Osmanlı İmparatorluğu’nun dış borçlarını denetlemek amacıyla 2. Abdülhamid döneminde kurulan Düyun-u Umumiye’nin merkez binası olarak 1897’de Fransız kökenli Levanten mimar Alexandre Vallaury tarafından yapılan bina, 1933’ten bu yana Türkiye’nin en gözde okullarından biri olarak hizmet veriyor.
Büyükada Rum Yetimhanesi ve İstanbul Arkeoloji Müzesi binalarının da mimarı olan Vallaury’nin, “Beaux Arts” mimari tasarım prensiplerini başarılı şekilde Osmanlı mimarisine uyguladığı ve “başeseri” olarak nitelendirilen binanın, el yapımı kapısı bulunan Osmanlı’nın “hazine odası”, okul müzesi olarak kullanılıyor.
Okul Müdür Vekili Abdullah Mollaoğlu, yaptığı açıklamada, tarihi binada görev yaptığı için gurur duyduğunu söyledi. Mollaoğlu, “Gerek yurt içinden gerek yurt dışından mimari durumu incelemek üzere birçok akademisyen okulumuza geliyor. Okulumuzun her yeri adeta bir müze” dedi.
Büyük Önder Mustafa Kemal Atatürk’ün binayı 1933’te, öğrencilerinin milli mücadeleye desteği dolayısıyla eski adıyla İstanbul Erkek Lisesi’ne tahsis ettiğini belirten Mollaoğlu, Çanakkale ve Kurtuluş savaşlarında şehitler veren okulun, bu tarihiyle de gurur duyduklarını ifade etti.

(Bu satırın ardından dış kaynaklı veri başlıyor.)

//! Backend Adapter.
//!
//! One capability contract, two variants: `LiveBackend` proxies every call
//! to the external tab host, `SimulatedBackend` owns an in-process store.
//! The variant is chosen once at startup and wrapped in [`Backend`].

pub mod demo;
pub mod live;
pub mod simulated;

use std::collections::BTreeMap;

use async_trait::async_trait;

use crate::types::errors::BackendError;
use crate::types::group::{Group, GroupId};
use crate::types::recent::ClosedTab;
use crate::types::tab::{Tab, TabId};

pub use live::LiveBackend;
pub use simulated::SimulatedBackend;

/// Trait defining the tab backend interface.
///
/// Mutations fail with `TabNotFound`/`GroupNotFound` when the referenced id
/// vanished before the call, and return once the change is durable.
#[async_trait]
pub trait TabBackend: Send + Sync {
    /// Tabs of the current window, pinned partition first, each in index order.
    async fn list_tabs(&self) -> Result<Vec<Tab>, BackendError>;
    async fn list_groups(&self) -> Result<BTreeMap<GroupId, Group>, BackendError>;
    async fn activate(&self, tab_id: TabId) -> Result<(), BackendError>;
    async fn close(&self, tab_id: TabId) -> Result<(), BackendError>;
    async fn create(&self, url: Option<&str>) -> Result<TabId, BackendError>;
    /// Moves a tab to `target` within its own partition.
    async fn move_tab(&self, tab_id: TabId, target: usize) -> Result<(), BackendError>;
    async fn toggle_pin(&self, tab: &Tab) -> Result<(), BackendError>;
    async fn toggle_mute(&self, tab: &Tab) -> Result<(), BackendError>;
    async fn set_group_collapsed(&self, group_id: GroupId, collapsed: bool)
        -> Result<(), BackendError>;
    /// Most recent first, bounded length.
    async fn recently_closed(&self) -> Result<Vec<ClosedTab>, BackendError>;
}

/// The backend selected at startup.
pub enum Backend {
    Live(LiveBackend),
    Simulated(SimulatedBackend),
}

impl Backend {
    pub fn kind(&self) -> &'static str {
        match self {
            Backend::Live(_) => "live",
            Backend::Simulated(_) => "simulated",
        }
    }

    fn inner(&self) -> &dyn TabBackend {
        match self {
            Backend::Live(b) => b,
            Backend::Simulated(b) => b,
        }
    }
}

#[async_trait]
impl TabBackend for Backend {
    async fn list_tabs(&self) -> Result<Vec<Tab>, BackendError> {
        self.inner().list_tabs().await
    }

    async fn list_groups(&self) -> Result<BTreeMap<GroupId, Group>, BackendError> {
        self.inner().list_groups().await
    }

    async fn activate(&self, tab_id: TabId) -> Result<(), BackendError> {
        self.inner().activate(tab_id).await
    }

    async fn close(&self, tab_id: TabId) -> Result<(), BackendError> {
        self.inner().close(tab_id).await
    }

    async fn create(&self, url: Option<&str>) -> Result<TabId, BackendError> {
        self.inner().create(url).await
    }

    async fn move_tab(&self, tab_id: TabId, target: usize) -> Result<(), BackendError> {
        self.inner().move_tab(tab_id, target).await
    }

    async fn toggle_pin(&self, tab: &Tab) -> Result<(), BackendError> {
        self.inner().toggle_pin(tab).await
    }

    async fn toggle_mute(&self, tab: &Tab) -> Result<(), BackendError> {
        self.inner().toggle_mute(tab).await
    }

    async fn set_group_collapsed(
        &self,
        group_id: GroupId,
        collapsed: bool,
    ) -> Result<(), BackendError> {
        self.inner().set_group_collapsed(group_id, collapsed).await
    }

    async fn recently_closed(&self) -> Result<Vec<ClosedTab>, BackendError> {
        self.inner().recently_closed().await
    }
}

Binadaki halen okul müzesi olarak kullanılan hazine odasının ve kapısının büyük ilgi gördüğünü belirten Mollaoğlu, “Kapı Berlin yapımı, el yapımı. Tarihi değeri olan bir yapı” diye konuştu.
Son olarak Kenan İmirzalıoğlu ve Bergüzar Korel’in başrolleri paylaştığı “Karadayı” dizisinin bazı sahnelerinin de okullarında çekildiğini dile getiren Mollaoğlu, film ve reklam yapımcılarının da binaya ilgi gösterdiğini söyledi.
Sanat tarihçisi yazar Haldun Hürel ise binanın, İstanbul’da görülmesi gereken mekanlardan biri olduğunu aktardı.
“Çok güzel bir bina. Yeni yapıların çirkinliği yanında böyle binaları gezerken adeta terapi görüyorum” diyen Hürel, çevresindeki çirkin yapılaşmanın ise binanın güzelliğini adeta örttüğünü kaydetti.